Qual è il costo economico globale dell’effetto serra

14 aprile 2014 16:100 commentiDi:

Pianeta Terra

La salute del Pianeta Terra è in serio pericolo a causa dell’ampliamento del fenomeno del surriscaldamento globale, il famoso effetto serra, ma questa frase, ripetuta ormai da anni, sembra non scuotere più di tanto le coscienze assuefatte dalla ricorrenza del problema. Eppure è stato da poco pubblicato l’Ipcc, il quinto rapporto mondiale sui cambamenti climatici – Intergovernamental Panel on Climate Change – il dossier che descrive con minuzia di particolari, cifre e dati statistici quantitativi i cambiamenti climatici reali che stanno avvenendo nei nostri ecosistemi a causa delle conseguenze di uno sfrenato inquinamento. 

Il rapporto Ipcc mostra chiaramente che è ormai il tempo di affrontare la questione ambiente da un punto di vista strettamente economico, cioè quello dei costi, anche se ancora oggi ciclo produttivo e ciclo ambientale tendono ad essere considerati come due universi distinti e separati. Non è così.
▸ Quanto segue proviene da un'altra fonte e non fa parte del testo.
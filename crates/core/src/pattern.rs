// SPDX-License-Identifier: BUSL-1.1
// Copyright (c) 2026 Alfred Jean LLC

//! Event name patterns for wildcard handlers

use std::fmt;

/// Pattern over `:`-separated event names
///
/// Supports:
///   - Exact: "message:append:before"
///   - Single wildcard: "tool:call:*" matches "tool:call:before", "tool:call:error"
///   - Tail wildcard: "message:**" matches every message event
///   - `*` or `**` alone matches everything; the empty pattern matches nothing
#[derive(Clone, Debug, PartialEq, Eq, Hash)]
pub struct EventPattern(String);

impl EventPattern {
    pub fn new(pattern: impl Into<String>) -> Self {
        Self(pattern.into())
    }

    /// Check if this pattern matches an event name
    pub fn matches(&self, event_name: &str) -> bool {
        match self.0.as_str() {
            "" => false,
            "*" | "**" => true,
            pattern => {
                let pattern: Vec<&str> = pattern.split(':').collect();
                let event: Vec<&str> = event_name.split(':').collect();
                segments_match(&pattern, &event)
            }
        }
    }

    /// True when the pattern has no wildcard segment
    pub fn is_exact(&self) -> bool {
        !self.0.split(':').any(|s| s == "*" || s == "**")
    }

    pub fn as_str(&self) -> &str {
        &self.0
    }
}

fn segments_match(pattern: &[&str], event: &[&str]) -> bool {
    match (pattern, event) {
        ([], []) => true,
        (["**", ..], _) => true,
        ([head, pattern @ ..], [segment, event @ ..]) if *head == "*" || head == segment => {
            segments_match(pattern, event)
        }
        _ => false,
    }
}

impl fmt::Display for EventPattern {
    fn fmt(&self, f: &mut fmt::Formatter<'_>) -> fmt::Result {
        f.write_str(&self.0)
    }
}

impl From<&str> for EventPattern {
    fn from(s: &str) -> Self {
        Self(s.to_string())
    }
}

impl From<String> for EventPattern {
    fn from(s: String) -> Self {
        Self(s)
    }
}

#[cfg(test)]
#[path = "pattern_tests.rs"]
mod tests;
Anche l’inquinamento può essere considerato sotto forma di un costo economico che si abbatte sulla produzione stessa. 

L’ex chief economist della Banca Mondiale Nicholas Stern ha calcolato che perseverare con l’attuale meccanismo produttivo, quello basato sull’impiego di combustibili fossili, avrebbe in futuro un costo che oscilla tra il 5 e il 20 per cento del PIL mondiale, mentre la riconversione economica, basata sui tre pilastri della efficienza energetica, del riciclo dei materiali e dell’utilizzo delle fonti rinnovabili, costerebbe solo lo 0,06 per cento del PIL mondiale.

Gli studi dell’Ipcc, nella realizzazione dei quali sono stati coinvolti più di 2 mila scienziati, hanno dimostrato che in mancanza di una inversione di rotta il Pianeta azzurro sarebbe destinato alla catastrofe climatica, conseguenza inevitabile dell’aumento della percentuale di gas serra nell’atmosfera, di un innalzamento della temperatura globale di oltre 5 gradi rispetto all’epoca pre – industriale e dello sconvolgimento dell’intero ciclo idrico, con tutte le conseguenze dirette per la sopravvivenza dell’uomo sulla terra.

Ma per rimanere sempre in termini di cifre e di costi, basti pensare che ogni anno i combustibili fossili ricevono aiuti economici pari allo 0,7 per cento del PIL mondiale, una piccola parte dei quali già basterebbe ad attuare, se veramente si volesse, la riconversione green.